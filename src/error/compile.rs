// Compile error types and constants

use crate::error::{ErrorCode, StorageError};
use log::error;
use std::fmt;
use std::path::PathBuf;

/// Compile error code constants
///
/// Error code range: 3001-3010
pub struct CompileErrorCodes {}

impl CompileErrorCodes {
    /// Audio file sample rate differs from the configured pipeline rate
    pub const SAMPLE_RATE_MISMATCH: i32 = 3001;

    /// Audio file could not be opened or decoded
    pub const AUDIO_READ_FAILED: i32 = 3002;

    /// Ground-truth event file is malformed
    pub const MALFORMED_EVENTS: i32 = 3003;

    /// Decay-curve reference table is missing or unreadable
    pub const DECAY_MODEL_UNAVAILABLE: i32 = 3004;

    /// Window size has no precomputed decay normalization
    pub const UNSUPPORTED_WINDOW_SIZE: i32 = 3005;

    /// A label value came out NaN or infinite
    pub const NON_FINITE_LABEL: i32 = 3006;

    /// A feature value came out NaN or infinite
    pub const NON_FINITE_FEATURE: i32 = 3007;

    /// Configuration values are inconsistent
    pub const INVALID_CONFIGURATION: i32 = 3008;

    /// Dataset write failed
    pub const STORAGE: i32 = 3009;

    /// A compile worker stopped before delivering its results
    pub const WORKER_FAILED: i32 = 3010;
}

/// Log a compile error with structured context
///
/// This function logs compile errors with structured fields including:
/// - error_code: Numeric error code for programmatic handling
/// - component: The component where the error occurred
/// - message: Human-readable error message
/// - context: Additional contextual information
pub fn log_compile_error(err: &CompileError, context: &str) {
    error!(
        "Compile error in {}: code={}, component=FeatureCompiler, message={}",
        context,
        err.code(),
        err.message()
    );
}

/// Errors raised while turning audio and events into windows
///
/// Every variant except `NonFiniteLabel`/`NonFiniteFeature` is fatal for the
/// whole run. The non-finite variants indicate a modeling defect and abort the
/// offending window.
#[derive(Debug, Clone, PartialEq)]
pub enum CompileError {
    /// Audio sample rate does not match the configuration
    SampleRateMismatch {
        path: PathBuf,
        actual: f64,
        expected: f64,
    },

    /// Audio file could not be read
    AudioRead { path: PathBuf, reason: String },

    /// A ground-truth row could not be parsed
    MalformedEvents {
        path: PathBuf,
        line: usize,
        reason: String,
    },

    /// Decay-curve table missing, unreadable or inconsistent
    DecayModelUnavailable { path: PathBuf, reason: String },

    /// Window size outside 1024/2048/4096/8192
    UnsupportedWindowSize { window_size: usize },

    /// Label value is NaN or infinite
    NonFiniteLabel { window_start: usize, detail: String },

    /// Feature value is NaN or infinite
    NonFiniteFeature { window_start: usize },

    /// Configuration failed validation
    InvalidConfiguration { reason: String },

    /// Underlying dataset error
    Storage(StorageError),

    /// Worker thread failed or hung up
    WorkerFailed { reason: String },
}

impl ErrorCode for CompileError {
    fn code(&self) -> i32 {
        match self {
            CompileError::SampleRateMismatch { .. } => CompileErrorCodes::SAMPLE_RATE_MISMATCH,
            CompileError::AudioRead { .. } => CompileErrorCodes::AUDIO_READ_FAILED,
            CompileError::MalformedEvents { .. } => CompileErrorCodes::MALFORMED_EVENTS,
            CompileError::DecayModelUnavailable { .. } => {
                CompileErrorCodes::DECAY_MODEL_UNAVAILABLE
            }
            CompileError::UnsupportedWindowSize { .. } => {
                CompileErrorCodes::UNSUPPORTED_WINDOW_SIZE
            }
            CompileError::NonFiniteLabel { .. } => CompileErrorCodes::NON_FINITE_LABEL,
            CompileError::NonFiniteFeature { .. } => CompileErrorCodes::NON_FINITE_FEATURE,
            CompileError::InvalidConfiguration { .. } => CompileErrorCodes::INVALID_CONFIGURATION,
            CompileError::Storage(_) => CompileErrorCodes::STORAGE,
            CompileError::WorkerFailed { .. } => CompileErrorCodes::WORKER_FAILED,
        }
    }

    fn message(&self) -> String {
        match self {
            CompileError::SampleRateMismatch {
                path,
                actual,
                expected,
            } => format!(
                "Sample rate mismatch: {} => {} != {}",
                path.display(),
                actual,
                expected
            ),
            CompileError::AudioRead { path, reason } => {
                format!("Failed to read audio file {}: {}", path.display(), reason)
            }
            CompileError::MalformedEvents { path, line, reason } => {
                format!("Invalid event file {} line {}: {}", path.display(), line, reason)
            }
            CompileError::DecayModelUnavailable { path, reason } => {
                format!("Decay curve table {} unavailable: {}", path.display(), reason)
            }
            CompileError::UnsupportedWindowSize { window_size } => format!(
                "Invalid window size {} (expected 1024, 2048, 4096 or 8192)",
                window_size
            ),
            CompileError::NonFiniteLabel {
                window_start,
                detail,
            } => format!(
                "Non-finite label in window at sample {}: {}",
                window_start, detail
            ),
            CompileError::NonFiniteFeature { window_start } => {
                format!("Non-finite feature in window at sample {}", window_start)
            }
            CompileError::InvalidConfiguration { reason } => {
                format!("Invalid configuration: {}", reason)
            }
            CompileError::Storage(err) => err.message(),
            CompileError::WorkerFailed { reason } => format!("Compile worker failed: {}", reason),
        }
    }
}

impl fmt::Display for CompileError {
    fn fmt(&self, f: &mut fmt::Formatter<'_>) -> fmt::Result {
        write!(
            f,
            "CompileError (code {}): {}",
            self.code(),
            self.message()
        )
    }
}

impl std::error::Error for CompileError {
    fn source(&self) -> Option<&(dyn std::error::Error + 'static)> {
        match self {
            CompileError::Storage(err) => Some(err),
            _ => None,
        }
    }
}

impl From<StorageError> for CompileError {
    fn from(err: StorageError) -> Self {
        CompileError::Storage(err)
    }
}

#[cfg(test)]
mod tests {
    use super::*;

    #[test]
    fn test_compile_error_codes() {
        assert_eq!(
            CompileError::UnsupportedWindowSize { window_size: 3000 }.code(),
            CompileErrorCodes::UNSUPPORTED_WINDOW_SIZE
        );
        assert_eq!(
            CompileError::NonFiniteFeature { window_start: 0 }.code(),
            CompileErrorCodes::NON_FINITE_FEATURE
        );
        assert_eq!(
            CompileError::Storage(StorageError::DatasetNotFound {
                name: "/labels/onset".to_string()
            })
            .code(),
            CompileErrorCodes::STORAGE
        );
    }

    #[test]
    fn test_sample_rate_message_names_file() {
        let err = CompileError::SampleRateMismatch {
            path: PathBuf::from("piano/a.wav"),
            actual: 48000.0,
            expected: 44100.0,
        };
        let message = err.message();
        assert!(message.contains("piano/a.wav"));
        assert!(message.contains("48000"));
        assert!(format!("{}", err).contains("3001"));
    }

    #[test]
    fn test_storage_error_is_source() {
        use std::error::Error;
        let err: CompileError = StorageError::DatasetNotFound {
            name: "/features/flux".to_string(),
        }
        .into();
        assert!(err.source().is_some());
    }
}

§ **Task instructions**
Please output every record, keeping each line exact.

§ **Reply**
filename src/error/compile.rs
// Compile error types and constants

use crate::error::{ErrorCode, StorageError};
use log::error;
use std::fmt;
use std::path::PathBuf;

/// Compile error code constants
///
/// Error code range: 3001-3010
pub struct CompileErrorCodes {}

impl CompileErrorCodes {
    /// Audio file sample rate differs from the configured pipeline rate
    pub const SAMPLE_RATE_MISMATCH: i32 = 3001;

    /// Audio file could not be opened or decoded
    pub const AUDIO_READ_FAILED: i32 = 3002;

    /// Ground-truth event file is malformed
    pub const MALFORMED_EVENTS: i32 = 3003;

    /// Decay-curve reference table is missing or unreadable
    pub const DECAY_MODEL_UNAVAILABLE: i32 = 3004;

    /// Window size has no precomputed decay normalization
    pub const UNSUPPORTED_WINDOW_SIZE: i32 = 3005;

    /// A label value came out NaN or infinite
    pub const NON_FINITE_LABEL: i32 = 3006;

    /// A feature value came out NaN or infinite
    pub const NON_FINITE_FEATURE: i32 = 3007;

    /// Configuration values are inconsistent
    pub const INVALID_CONFIGURATION: i32 = 3008;

    /// Dataset write failed
    pub const STORAGE: i32 = 3009;

    /// A compile worker stopped before delivering its results
    pub const WORKER_FAILED: i32 = 3010;
}

/// Log a compile error with structured context
///
/// This function logs compile errors with structured fields including:
/// - error_code: Numeric error code for programmatic handling
/// - component: The component where the error occurred
/// - message: Human-readable error message
/// - context: Additional contextual information
pub fn log_compile_error(err: &CompileError, context: &str) {
    error!(
        "Compile error in {}: code={}, component=FeatureCompiler, message={}",
        context,
        err.code(),
        err.message()
    );
}

/// Errors raised while turning audio and events into windows
///
/// Every variant except `NonFiniteLabel`/`NonFiniteFeature` is fatal for the
/// whole run. The non-finite variants indicate a modeling defect and abort the
/// offending window.
#[derive(Debug, Clone, PartialEq)]
pub enum CompileError {
    /// Audio sample rate does not match the configuration
    SampleRateMismatch {
        path: PathBuf,
        actual: f64,
        expected: f64,
    },

    /// Audio file could not be read
    AudioRead { path: PathBuf, reason: String },

    /// A ground-truth row could not be parsed
    MalformedEvents {
        path: PathBuf,
        line: usize,
        reason: String,
    },

    /// Decay-curve table missing, unreadable or inconsistent
    DecayModelUnavailable { path: PathBuf, reason: String },

    /// Window size outside 1024/2048/4096/8192
    UnsupportedWindowSize { window_size: usize },

    /// Label value is NaN or infinite
    NonFiniteLabel { window_start: usize, detail: String },

    /// Feature value is NaN or infinite
    NonFiniteFeature { window_start: usize },

    /// Configuration failed validation
    InvalidConfiguration { reason: String },

    /// Underlying dataset error
    Storage(StorageError),

    /// Worker thread failed or hung up
    WorkerFailed { reason: String },
}

impl ErrorCode for CompileError {
    fn code(&self) -> i32 {
        match self {
            CompileError::SampleRateMismatch { .. } => CompileErrorCodes::SAMPLE_RATE_MISMATCH,
            CompileError::AudioRead { .. } => CompileErrorCodes::AUDIO_READ_FAILED,
            CompileError::MalformedEvents { .. } => CompileErrorCodes::MALFORMED_EVENTS,
            CompileError::DecayModelUnavailable { .. } => {
                CompileErrorCodes::DECAY_MODEL_UNAVAILABLE
            }
            CompileError::UnsupportedWindowSize { .. } => {
                CompileErrorCodes::UNSUPPORTED_WINDOW_SIZE
            }
            CompileError::NonFiniteLabel { .. } => CompileErrorCodes::NON_FINITE_LABEL,
            CompileError::NonFiniteFeature { .. } => CompileErrorCodes::NON_FINITE_FEATURE,
            CompileError::InvalidConfiguration { .. } => CompileErrorCodes::INVALID_CONFIGURATION,
            CompileError::Storage(_) => CompileErrorCodes::STORAGE,
            CompileError::WorkerFailed { .. } => CompileErrorCodes::WORKER_FAILED,
        }
    }

    fn message(&self) -> String {
        match self {
            CompileError::SampleRateMismatch {
                path,
                actual,
                expected,
            } => format!(
                "Sample rate mismatch: {} => {} != {}",
                path.display(),
                actual,
                expected
            ),
            CompileError::AudioRead { path, reason } => {
                format!("Failed to read audio file {}: {}", path.display(), reason)
            }
            CompileError::MalformedEvents { path, line, reason } => {
                format!("Invalid event file {} line {}: {}", path.display(), line, reason)
            }
            CompileError::DecayModelUnavailable { path, reason } => {
                format!("Decay curve table {} unavailable: {}", path.display(), reason)
            }
            CompileError::UnsupportedWindowSize { window_size } => format!(
                "Invalid window size {} (expected 1024, 2048, 4096 or 8192)",
                window_size
            ),
            CompileError::NonFiniteLabel {
                window_start,
                detail,
            } => format!(
                "Non-finite label in window at sample {}: {}",
                window_start, detail
            ),
            CompileError::NonFiniteFeature { window_start } => {
                format!("Non-finite feature in window at sample {}", window_start)
            }
            CompileError::InvalidConfiguration { reason } => {
                format!("Invalid configuration: {}", reason)
            }
            CompileError::Storage(err) => err.message(),
            CompileError::WorkerFailed { reason } => format!("Compile worker failed: {}", reason),
        }
    }
}

impl fmt::Display for CompileError {
    fn fmt(&self, f: &mut fmt::Formatter<'_>) -> fmt::Result {
        write!(
            f,
            "CompileError (code {}): {}",
            self.code(),
            self.message()
        )
    }
}

impl std::error::Error for CompileError {
    fn source(&self) -> Option<&(dyn std::error::Error + 'static)> {
        match self {
            CompileError::Storage(err) => Some(err),
            _ => None,
        }
    }
}

impl From<StorageError> for CompileError {
    fn from(err: StorageError) -> Self {
        CompileError::Storage(err)
    }
}

#[cfg(test)]
mod tests {
    use super::*;

    #[test]
    fn test_compile_error_codes() {
        assert_eq!(
            CompileError::UnsupportedWindowSize { window_size: 3000 }.code(),
            CompileErrorCodes::UNSUPPORTED_WINDOW_SIZE
        );
        assert_eq!(
            CompileError::NonFiniteFeature { window_start: 0 }.code(),
            CompileErrorCodes::NON_FINITE_FEATURE
        );
        assert_eq!(
            CompileError::Storage(StorageError::DatasetNotFound {
                name: "/labels/onset".to_string()
            })
            .code(),
            CompileErrorCodes::STORAGE
        );
    }

    #[test]
    fn test_sample_rate_message_names_file() {
        let err = CompileError::SampleRateMismatch {
            path: PathBuf::from("piano/a.wav"),
            actual: 48000.0,
            expected: 44100.0,
        };
        let message = err.message();
        assert!(message.contains("piano/a.wav"));
        assert!(message.contains("48000"));
        assert!(format!("{}", err).contains("3001"));
    }

    #[test]
    fn test_storage_error_is_source() {
        use std::error::Error;
        let err: CompileError = StorageError::DatasetNotFound {
            name: "/features/flux".to_string(),
        }
        .into();
        assert!(err.source().is_some());
    }
}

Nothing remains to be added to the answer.